Sujet : Re: MSI interrupts
De : mitchalsup (at) *nospam* aol.com (MitchAlsup1)
Groupes : comp.archDate : 26. Mar 2025, 20:42:09
Autres entêtes
Organisation : Rocksolid Light
Message-ID : <6b029419f71cccffa4d6053bc19410f4@www.novabbs.org>
References : 1 2 3 4 5 6
User-Agent : Rocksolid Light
On Wed, 26 Mar 2025 2:58:08 +0000, Stefan Monnier wrote:
Even so, I don't see the point of the proposed atomic framework.
It seems to have no significant advantage over a more
traditional scheme; CAS, LL-SC, whatever seem more general and
less intertwined with primitives that the hardware has no real
business injecting itself into (like threads).
>
AFAICT it's somewhat similar to ARM's LL/SC (which can also cover some
number of cache lines) except that it takes care of looping for you: if
the final store fails because of interference My 66000 will "simply"
abort
the whole operation (reusing the speculation hardware) and start over,
instead of having to write an explicit loop.
>
Without actual hardware and software to try it's hard to assess how well
it's going to work, but the design sounds good: it should lead to more
compact code than LL/SC, be more general/friendly to lock-free coding
than T&S/C&S, and also compared to LL/SC it should behave better under
high contention because it is careful to guarantee overall forward
progress (in case of conflict between two cores, at least one of them
can finish successfully).
>
IIRC there's also some kind of mechanism to retry more cleverly, i.e. so
that when N cores are in conflicts, not only one of them succeeds, but
the N-1 remaining cores have a fighting chance of avoiding bumping into
each other next time around. I don't know the details, tho, and IIUC
this is not automatic: some relevant info is provided but it's up to the
code to do something useful with it.
ESM operates in 3 modes {optimistic, Greedy, Methodological}
In the optimistic mode, core tries to execute the instructions as
if there were no ATOMIC activities and if it succeeds, then these
ATOMIC instructions took no more time than if they were not ATOMIC
at all.
Greedy:: if there is a failure in optimistic mode, the core switches
to Greedy Mode, applies sequential consistency to memory accesses,
and is allowed to NaK lower priority SNOOPs if it has decoded all
the way to the esmLOCKstore(). A second SNOOP to an already SNOOPed
cache line fails the event and switches mode to methodological.
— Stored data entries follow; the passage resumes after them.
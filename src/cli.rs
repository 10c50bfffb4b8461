//! Command-line interface parsing for the Pokedex CLI
//!
//! This module handles parsing of CLI arguments using clap and turns them into
//! the cache configuration and API base URL the session starts with.

use clap::Parser;
use std::time::Duration;
use thiserror::Error;

use crate::cache::CacheConfig;
use crate::data::POKEAPI_BASE_URL;

/// Error types for CLI argument parsing
#[derive(Debug, Error)]
pub enum CliError {
    /// A duration flag was set to zero
    #[error("Invalid value for --{flag}: '{value}'. Must be greater than zero")]
    InvalidDuration { flag: &'static str, value: u64 },

    /// The base URL is not an http(s) URL
    #[error("Invalid base URL: '{0}'. Must start with http:// or https://")]
    InvalidBaseUrl(String),
}

/// Pokedex CLI - Explore the PokeAPI catalog from an interactive prompt
#[derive(Parser, Debug)]
#[command(name = "pokedex")]
#[command(about = "Interactive pokedex explorer with a TTL response cache")]
#[command(version)]
pub struct Cli {
    /// Seconds a cached response stays valid
    #[arg(long, value_name = "SECS", default_value_t = 3)]
    pub ttl_secs: u64,

    /// Milliseconds between cache eviction sweeps
    #[arg(long, value_name = "MILLIS", default_value_t = 500)]
    pub reap_interval_ms: u64,

    /// Seconds before a request to the API is abandoned
    #[arg(long, value_name = "SECS", default_value_t = 10)]
    pub timeout_secs: u64,

    /// Base URL of the PokeAPI
    #[arg(long, value_name = "URL", default_value = POKEAPI_BASE_URL)]
    pub base_url: String,

    /// Log cache hits, misses and evictions to stderr
    #[arg(short, long)]
    pub verbose: bool,
}

/// Configuration derived from CLI arguments for application startup
#[derive(Debug, Clone, PartialEq, Eq)]
pub struct StartupConfig {
    /// Cache TTL, reaper tick and request timeout
    pub cache: CacheConfig,
    /// Base URL every request key is built from
    pub base_url: String,
    /// Whether debug logging is enabled
    pub verbose: bool,
}

impl Default for StartupConfig {
    fn default() -> Self {
        Self {
            cache: CacheConfig::default(),
            base_url: POKEAPI_BASE_URL.to_string(),
            verbose: false,
        }
    }
}

fn non_zero(flag: &'static str, value: u64) -> Result<u64, CliError> {
    if value == 0 {
        return Err(CliError::InvalidDuration { flag, value });
    }
    Ok(value)
}

impl StartupConfig {
    /// Creates a StartupConfig from parsed CLI arguments.
    ///
    /// # Returns
    /// * `Ok(StartupConfig)` with validated settings
    /// * `Err(CliError)` if a duration is zero or the base URL is not http(s)
    pub fn from_cli(cli: &Cli) -> Result<Self, CliError> {
        let ttl = non_zero("ttl-secs", cli.ttl_secs)?;
        let reap_interval = non_zero("reap-interval-ms", cli.reap_interval_ms)?;
        let timeout = non_zero("timeout-secs", cli.timeout_secs)?;

        if !(cli.base_url.starts_with("http://") || cli.base_url.starts_with("https://")) {
            return Err(CliError::InvalidBaseUrl(cli.base_url.clone()));
        }

        Ok(StartupConfig {
            cache: CacheConfig {
                ttl: Duration::from_secs(ttl),
                reap_interval: Duration::from_millis(reap_interval),
                request_timeout: Duration::from_secs(timeout),
            },
            base_url: cli.base_url.clone(),
            verbose: cli.verbose,
        })
    }
}
//! Background eviction of expired cache entries
//!
//! The reaper runs on its own tokio task and sweeps the store on a fixed tick
//! that is independent of the TTL. It holds only a weak reference to the store,
//! so it also winds down once the store is gone.

use std::time::Duration;
use tokio::sync::mpsc;
use tokio::task::JoinHandle;
use tracing::{debug, warn};

use super::store::{CacheStore, WeakStore};

/// Default interval between eviction sweeps
pub const DEFAULT_REAP_INTERVAL: Duration = Duration::from_millis(500);

/// Shortest tick the reaper accepts; zero would make `interval` panic
pub const MIN_REAP_INTERVAL: Duration = Duration::from_millis(1);

/// Spawns the background eviction task
pub struct Reaper;

/// Handle for stopping a running reaper
#[derive(Debug)]
pub struct ReaperHandle {
    /// Signals the task to stop
    shutdown_tx: mpsc::Sender<()>,
    /// The spawned sweep loop
    task: JoinHandle<()>,
}

impl Reaper {
    /// Starts sweeping `store` every `tick`
    ///
    /// Must be called from within a tokio runtime. The task stops when
    /// `ReaperHandle::shutdown` is called, when the handle is dropped, or
    /// when every owner of the store has been dropped. A tick below
    /// `MIN_REAP_INTERVAL` is raised to it.
    pub fn spawn(store: &CacheStore, tick: Duration) -> ReaperHandle {
        let tick = tick.max(MIN_REAP_INTERVAL);
        let (shutdown_tx, shutdown_rx) = mpsc::channel::<()>(1);
        let task = tokio::spawn(reap_loop(store.downgrade(), tick, shutdown_rx));

        ReaperHandle { shutdown_tx, task }
    }
}

async fn reap_loop(store: WeakStore, tick: Duration, mut shutdown_rx: mpsc::Receiver<()>) {
    let mut interval = tokio::time::interval(tick);
    // Skip the first tick (immediate)
    interval.tick().await;

    loop {
        tokio::select! {
            _ = interval.tick() => {
                let Some(store) = store.upgrade() else {
                    debug!("cache store dropped, stopping reaper");
                    break;
                };
                let evicted = store.reap();
                if evicted > 0 {
                    debug!(evicted, remaining = store.len(), "reaped expired cache entries");
                }
            }
            _ = shutdown_rx.recv() => {
                debug!("reaper shutting down");
                break;
            }
        }
    }
}

impl ReaperHandle {
    /// Stops the reaper and waits for the task to finish
    pub async fn shutdown(self) {
        let _ = self.shutdown_tx.send(()).await;
        if let Err(e) = self.task.await {
            warn!(error = %e, "reaper task ended abnormally");
        }
    }

    /// Returns `true` once the sweep loop has exited
    pub fn is_finished(&self) -> bool {
        self.task.is_finished()
    }
}
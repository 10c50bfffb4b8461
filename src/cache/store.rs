//! Shared TTL store for raw response bodies
//!
//! Every read and write goes through a single exclusive lock. The number of
//! entries is bounded by the distinct endpoints queried in one session, so
//! contention stays low.

use parking_lot::Mutex;
use std::collections::HashMap;
use std::sync::{Arc, Weak};
use std::time::{Duration, Instant};

/// A single cached response body
#[derive(Debug)]
struct CacheEntry {
    /// Raw response payload, shared with readers without copying
    body: Arc<[u8]>,
    /// When the entry was inserted
    created_at: Instant,
}

impl CacheEntry {
    fn is_expired(&self, now: Instant, ttl: Duration) -> bool {
        now.saturating_duration_since(self.created_at) > ttl
    }
}

type Entries = Arc<Mutex<HashMap<String, CacheEntry>>>;

/// Thread-safe map from request URL to response body
///
/// Clones share the same underlying map. The TTL is fixed at construction and
/// applies to every entry.
#[derive(Debug, Clone)]
pub struct CacheStore {
    entries: Entries,
    ttl: Duration,
}

impl CacheStore {
    /// Creates an empty store whose entries expire after `ttl`
    pub fn new(ttl: Duration) -> Self {
        Self {
            entries: Arc::new(Mutex::new(HashMap::new())),
            ttl,
        }
    }

    /// Returns the configured time-to-live
    pub fn ttl(&self) -> Duration {
        self.ttl
    }

    /// Looks up the body stored under `key`
    ///
    /// Returns `None` if the key was never inserted or has already been reaped.
    pub fn get(&self, key: &str) -> Option<Arc<[u8]>> {
        self.entries
            .lock()
            .get(key)
            .map(|entry| Arc::clone(&entry.body))
    }

    /// Inserts or overwrites the entry for `key`, stamped with the current time
    pub fn add(&self, key: impl Into<String>, body: impl Into<Arc<[u8]>>) {
        let entry = CacheEntry {
            body: body.into(),
            created_at: Instant::now(),
        };
        self.entries.lock().insert(key.into(), entry);
    }

    /// Number of entries currently held
    pub fn len(&self) -> usize {
        self.entries.lock().len()
    }

    /// Returns `true` if the store holds no entries
    pub fn is_empty(&self) -> bool {
        self.entries.lock().is_empty()
    }

    /// Sorted snapshot of the keys currently held
    pub fn keys(&self) -> Vec<String> {
        let mut keys: Vec<String> = self.entries.lock().keys().cloned().collect();
        keys.sort();
        keys
    }

    /// Removes every entry older than the TTL in a single locked sweep
    ///
    /// Returns the number of entries evicted.
    pub fn reap(&self) -> usize {
        let now = Instant::now();
        let ttl = self.ttl;
        let mut entries = self.entries.lock();
        let before = entries.len();
        entries.retain(|_, entry| !entry.is_expired(now, ttl));
        before - entries.len()
    }

    /// Non-owning handle used by the background reaper
    pub(crate) fn downgrade(&self) -> WeakStore {
        WeakStore {
            entries: Arc::downgrade(&self.entries),
            ttl: self.ttl,
        }
    }
}

/// Weak reference to a `CacheStore` that does not keep the map alive
#[derive(Debug, Clone)]
pub(crate) struct WeakStore {
    entries: Weak<Mutex<HashMap<String, CacheEntry>>>,
    ttl: Duration,
}

impl WeakStore {
    /// Recovers the store if it is still alive
    pub(crate) fn upgrade(&self) -> Option<CacheStore> {
        self.entries.upgrade().map(|entries| CacheStore {
            entries,
            ttl: self.ttl,
        })
    }
}
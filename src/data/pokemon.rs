//! Pokemon responses, used by `catch` and `inspect`

use serde::{Deserialize, Serialize};

use super::NamedResource;

#[derive(Debug, Clone, PartialEq, Serialize, Deserialize)]
pub struct Pokemon {
    #[serde(default)]
    pub id: u32,
    pub name: String,
    /// Experience gained for defeating this pokemon; drives catch difficulty
    #[serde(default)]
    pub base_experience: Option<u32>,
    /// Height in decimetres
    #[serde(default)]
    pub height: u32,
    /// Weight in hectograms
    #[serde(default)]
    pub weight: u32,
    #[serde(default)]
    pub stats: Vec<PokemonStat>,
    #[serde(default)]
    pub types: Vec<PokemonType>,
}

#[derive(Debug, Clone, PartialEq, Serialize, Deserialize)]
pub struct PokemonStat {
    pub base_stat: u32,
    #[serde(default)]
    pub effort: u32,
    pub stat: NamedResource,
}

#[derive(Debug, Clone, PartialEq, Serialize, Deserialize)]
pub struct PokemonType {
    #[serde(default)]
    pub slot: u32,
    #[serde(rename = "type")]
    pub kind: NamedResource,
}
//! Integration tests for the cached HTTP client against a mock PokeAPI

use std::time::Duration;

use pokedex::cache::{CacheConfig, CachedClient, FetchError};
use tokio::io::{AsyncReadExt, AsyncWriteExt};
use tokio::net::TcpListener;
use wiremock::{
    matchers::{method, path},
    Mock, MockServer, ResponseTemplate,
};

fn test_config() -> CacheConfig {
    CacheConfig {
        ttl: Duration::from_secs(60),
        reap_interval: Duration::from_millis(100),
        request_timeout: Duration::from_secs(2),
    }
}

#[tokio::test]
async fn test_identical_requests_reach_server_once() {
    let server = MockServer::start().await;
    Mock::given(method("GET"))
        .and(path("/api/v2/pokemon/pikachu"))
        .respond_with(ResponseTemplate::new(200).set_body_string(r#"{"name":"pikachu"}"#))
        .expect(1)
        .mount(&server)
        .await;

    let client = CachedClient::new(&test_config());
    let url = format!("{}/api/v2/pokemon/pikachu", server.uri());

    for _ in 0..3 {
        let body = client.fetch_or_serve(&url).await.unwrap();
        assert_eq!(&body[..], br#"{"name":"pikachu"}"#);
    }

    assert_eq!(client.store().keys(), vec![url]);
    client.shutdown().await;
}

#[tokio::test]
async fn test_not_found_is_remote_error_and_not_cached() {
    let server = MockServer::start().await;
    Mock::given(method("GET"))
        .and(path("/api/v2/pokemon/missingno"))
        .respond_with(ResponseTemplate::new(404))
        .expect(2)
        .mount(&server)
        .await;

    let client = CachedClient::new(&test_config());
    let url = format!("{}/api/v2/pokemon/missingno", server.uri());

    for _ in 0..2 {
        let result = client.fetch_or_serve(&url).await;
        assert!(matches!(result, Err(FetchError::Remote { status: 404 })));
        assert!(client.store().get(&url).is_none());
    }

    client.shutdown().await;
}

#[tokio::test]
async fn test_expired_response_is_fetched_again() {
    let server = MockServer::start().await;
    Mock::given(method("GET"))
        .and(path("/api/v2/location-area/1"))
        .respond_with(ResponseTemplate::new(200).set_body_string("{}"))
        .expect(2)
        .mount(&server)
        .await;

    let config = CacheConfig {
        ttl: Duration::from_millis(150),
        reap_interval: Duration::from_millis(50),
        request_timeout: Duration::from_secs(2),
    };
    let client = CachedClient::new(&config);
    let url = format!("{}/api/v2/location-area/1", server.uri());

    client.fetch_or_serve(&url).await.unwrap();
    assert_eq!(client.store().len(), 1);

    tokio::time::sleep(Duration::from_millis(500)).await;
    assert!(client.store().is_empty(), "reaper should have evicted the entry");

    client.fetch_or_serve(&url).await.unwrap();
    client.shutdown().await;
}

#[tokio::test]
async fn test_slow_server_times_out_as_network_error() {
    let server = MockServer::start().await;
    Mock::given(method("GET"))
        .respond_with(ResponseTemplate::new(200).set_delay(Duration::from_secs(3)))
        .mount(&server)
        .await;

    let config = CacheConfig {
        request_timeout: Duration::from_millis(200),
        ..test_config()
    };
    let client = CachedClient::new(&config);
    let url = format!("{}/api/v2/pokemon/slowpoke", server.uri());

    let result = client.fetch_or_serve(&url).await;
    assert!(matches!(result, Err(FetchError::Network(_))));
    assert!(client.store().is_empty());
    client.shutdown().await;
}

#[tokio::test]
async fn test_truncated_body_is_io_error_and_not_cached() {
    // Announces 100 bytes, sends 5, then hangs up
    let listener = TcpListener::bind("127.0.0.1:0").await.unwrap();
    let addr = listener.local_addr().unwrap();
    let server = tokio::spawn(async move {
        let (mut socket, _) = listener.accept().await.unwrap();
        let mut request = [0u8; 1024];
        let _ = socket.read(&mut request).await.unwrap();
        socket
            .write_all(b"HTTP/1.1 200 OK\r\nContent-Length: 100\r\n\r\nshort")
            .await
            .unwrap();
        socket.shutdown().await.unwrap();
    });

    let client = CachedClient::new(&test_config());
    let url = format!("http://{}/api/v2/pokemon/ditto", addr);

    let result = client.fetch_or_serve(&url).await;
    assert!(matches!(result, Err(FetchError::Io(_))), "got {:?}", result);
    assert!(client.store().is_empty());

    server.await.unwrap();
    client.shutdown().await;
}
//! Interactive prompt loop
//!
//! Reads one command per line, dispatches it against the session and prints
//! errors without leaving the loop. End of input behaves like `exit`. Bytes
//! that are not valid UTF-8 are replaced rather than ending the session.

use std::io::{self, Write};
use tokio::io::{AsyncBufRead, AsyncBufReadExt};
use tracing::debug;

use crate::commands::{Command, Outcome};
use crate::session::Session;

/// Prompt shown before each command
pub const PROMPT: &str = "Pokedex > ";

/// Runs the prompt loop until `exit` or end of input
pub async fn run<R, W>(session: &mut Session, input: R, out: &mut W) -> io::Result<()>
where
    R: AsyncBufRead + Unpin,
    W: Write,
{
    let mut input = input;
    let mut buf = Vec::new();

    loop {
        write!(out, "{}", PROMPT)?;
        out.flush()?;

        buf.clear();
        if input.read_until(b'\n', &mut buf).await? == 0 {
            writeln!(out)?;
            break;
        }
        let line = String::from_utf8_lossy(&buf);

        let mut words = line.split_whitespace();
        let Some(name) = words.next() else {
            continue;
        };
        let args: Vec<&str> = words.collect();

        let Some(command) = Command::from_name(name) else {
            writeln!(out, "invalid command")?;
            continue;
        };

        debug!(command = command.name(), ?args, "running command");
        match command.execute(session, &args, out).await {
            Ok(Outcome::Continue) => {}
            Ok(Outcome::Exit) => break,
            Err(e) => writeln!(out, "{}", e)?,
        }
    }

    writeln!(out, "exiting program...")?;
    Ok(())
}
//! Location area responses
//!
//! Covers the paginated `location-area/` listing used by `map`/`mapb` and the
//! single-area payload used by `explore`.

use serde::{Deserialize, Serialize};

use super::NamedResource;

/// One page of the location area listing
#[derive(Debug, Clone, PartialEq, Serialize, Deserialize)]
pub struct LocationAreaPage {
    /// Total number of location areas
    #[serde(default)]
    pub count: u32,
    /// URL of the next page, if any
    pub next: Option<String>,
    /// URL of the previous page, if any
    pub previous: Option<String>,
    /// Areas on this page
    #[serde(default)]
    pub results: Vec<NamedResource>,
}

/// A single location area and the pokemon that can be encountered there
#[derive(Debug, Clone, PartialEq, Serialize, Deserialize)]
pub struct LocationArea {
    #[serde(default)]
    pub id: u32,
    pub name: String,
    #[serde(default)]
    pub pokemon_encounters: Vec<PokemonEncounter>,
}

#[derive(Debug, Clone, PartialEq, Serialize, Deserialize)]
pub struct PokemonEncounter {
    pub pokemon: NamedResource,
}

impl LocationArea {
    /// Names of the pokemon found in this area, in response order
    pub fn pokemon_names(&self) -> impl Iterator<Item = &str> {
        self.pokemon_encounters
            .iter()
            .map(|encounter| encounter.pokemon.name.as_str())
    }
}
Methodological: When Greedy fails, core switches to Methodological.
The addresses of the participating lines are bundled up into a
message to the system arbitor, who uses a TLB-like structure to
GRANT exclusive access to up to 8 cache lines, returning a message
to core. That message contains a count of cores ahead of this one
in contention. SW can use count to proactively decrease interference.
At the end of the event (both success and fail) the same message
is sent to the arbitor to remove these lines from its grant table.
Grants are en-massé and deGrants are en-massé.
After any success, ESM reverts to Optimistic. SW does not see these
modes in operation.
After any context-switch ESM reverts to Optimistic.
When SW arrives at a fail point, SW can read the WHY register (16-bits)
positive numbers are a count of events in front of this one, negative
numbers are an enumeration of spurious failures, zero is success.